Sehubungan dengan hal tersebut, Hanafiah (1988) menyatakan bahwa secara alami tingkat pembangunan di berbagai wilayah dalam suatu daerah atau negara adalah tidak sama. Dengan demikian, dalam suatu wilayah tertentu dapat diidentifikasi adanya wilayah yang kaya, maju, dinamis dan berkembang serta wilayah yang miskin, tradisional, statis dan terbelakang. Wilayah yang kaya adalah wilayah yang mempunyai sumberdaya alam melimpah dan diikuti oleh kegiatan manusia yang tinggi sehingga berkembang menjadi wilayah yang maju. Sedangkan wilayah yang miskin adalah wilayah yang mempunyai sumberdaya alam yang terbatas dan kegiatan penduduk yang masih rendah sehingga wilayah tersebut lambat berkembang atau wilayah tersebut belum berkembang akibat sumberdaya alamnya yang belum dieksploitasi secara optimal dan berkelanjutan. Akibat adanya perbedaan tingkat perkembangan wilayah dan tingkat pembangunan dalam suatu wilayah atau daerah tertentu maka terjadi jurang kesejahteraan masyarakat antara wilayah kaya dan wilayah miskin. Apabila tidak ada campur tangan pemerintah secara aktif, keadaan tersebut akan bertambah buruk bagi corak pembangunan selanjutnya. Campur tangan pemerintah yang efektif akan mengatasi kekurangan penyediaan modal dan kapasitas teknologi di wilayah pendukung dalam proses pertumbuhan (Gerschenkron 1962 yang diacu Adifa 2007).

Menurut Murty 2000 dan Rustiadi et al. 2004 dalam Adifa (2007) secara umum penyebab terjadinya kesenjangan pembangunan antar sektor dan antar


(52)

wilayah antara lain faktor geografi, sejarah, politik, kebijakan pemerintah, administrasi, sosial dan ekonomi.

Secara geografis, pada suatu wilayah yang cukup luas akan terjadi perbedaan spasial baik jumlah maupun mutu sumberdaya mineral, sumberdaya pertanian, topografi, iklim, curah hujan dan sebagainya. Apabila wilayah tersebut mempunyai kondisi geografis yang baik, maka wilayah tersebut akan lebih berkembang.

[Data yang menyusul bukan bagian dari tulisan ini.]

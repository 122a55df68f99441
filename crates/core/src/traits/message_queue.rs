use async_trait::async_trait;

use crate::{models::Message, NotifierResult};

/// 消息队列抽象接口
///
/// 语义为至少一次投递：消费出的消息在确认前处于处理中状态，
/// 拒绝（requeue）或超时未确认的消息会被重新投递，可能重复、可能乱序。
#[async_trait]
pub trait MessageQueue: Send + Sync {
    /// 发布消息到指定队列
    async fn publish_message(&self, queue: &str, message: &Message) -> NotifierResult<()>;

    /// 从指定队列批量消费消息，最多返回 `max_messages` 条
    async fn consume_messages(&self, queue: &str, max_messages: usize) -> NotifierResult<Vec<Message>>;

    /// 确认消息处理完成
    async fn ack_message(&self, queue: &str, message_id: &str) -> NotifierResult<()>;

    /// 报告消息处理失败，`requeue` 为真时重新入队
    async fn nack_message(&self, queue: &str, message_id: &str, requeue: bool) -> NotifierResult<()>;

    /// 创建队列
    async fn create_queue(&self, queue: &str) -> NotifierResult<()>;

    /// 删除队列
    async fn delete_queue(&self, queue: &str) -> NotifierResult<()>;

    /// 获取队列中待消费的消息数量
    async fn get_queue_size(&self, queue: &str) -> NotifierResult<u32>;

    /// 清空队列
    async fn purge_queue(&self, queue: &str) -> NotifierResult<()>;
}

Faktor sejarah memberikan inspirasi bahwa tingkat perkembangan suatu masyarakat dalam suatu wilayah cenderung tergantung pada apa yang telah dilakukan pada masa yang lalu. Bentuk organisasi/kelembangaan dan kehidupan perekonomian pada masa yang lalu merupakan penyebab yang cukup penting, terutama yang terkait dengan sistem insentif terhadap kapasitas kerja dan enterpreneurship.

Faktor instabilitas politik sangat mempengaruhi proses perkembangan dan pembangunan di suatu wilayah. Politik yang tidak stabil akan menyebabkan ketidakpastian atau keraguan orang atau investor untuk mengembangkan usaha atau menanamkan modal disuatu wilayah, sehingga wilayah tersebut tidak mengalami pertumbuhan. Sementara wilayah lain yang kondisinya relatif stabil dipilih untuk menginvestasikan modal tersebut (Rustiadi et al, 2004 dalam Adifa 2007).

Kesenjangan yang terjadi sebagai akibat kebijakan pemerintah, diantaranya kebijakan pembangunan nasional masa lalu yang menekankan pertumbuhan ekonomi dan membangun pusat-pusat pertumbuhan telah menimbulkan kesenjangan pembangunan yang luar biasa. Trickle down effect


(53)

yang diharapkan bisa terjadi, malah tergantikan oleh backwash effect dari wilayah terbelakang.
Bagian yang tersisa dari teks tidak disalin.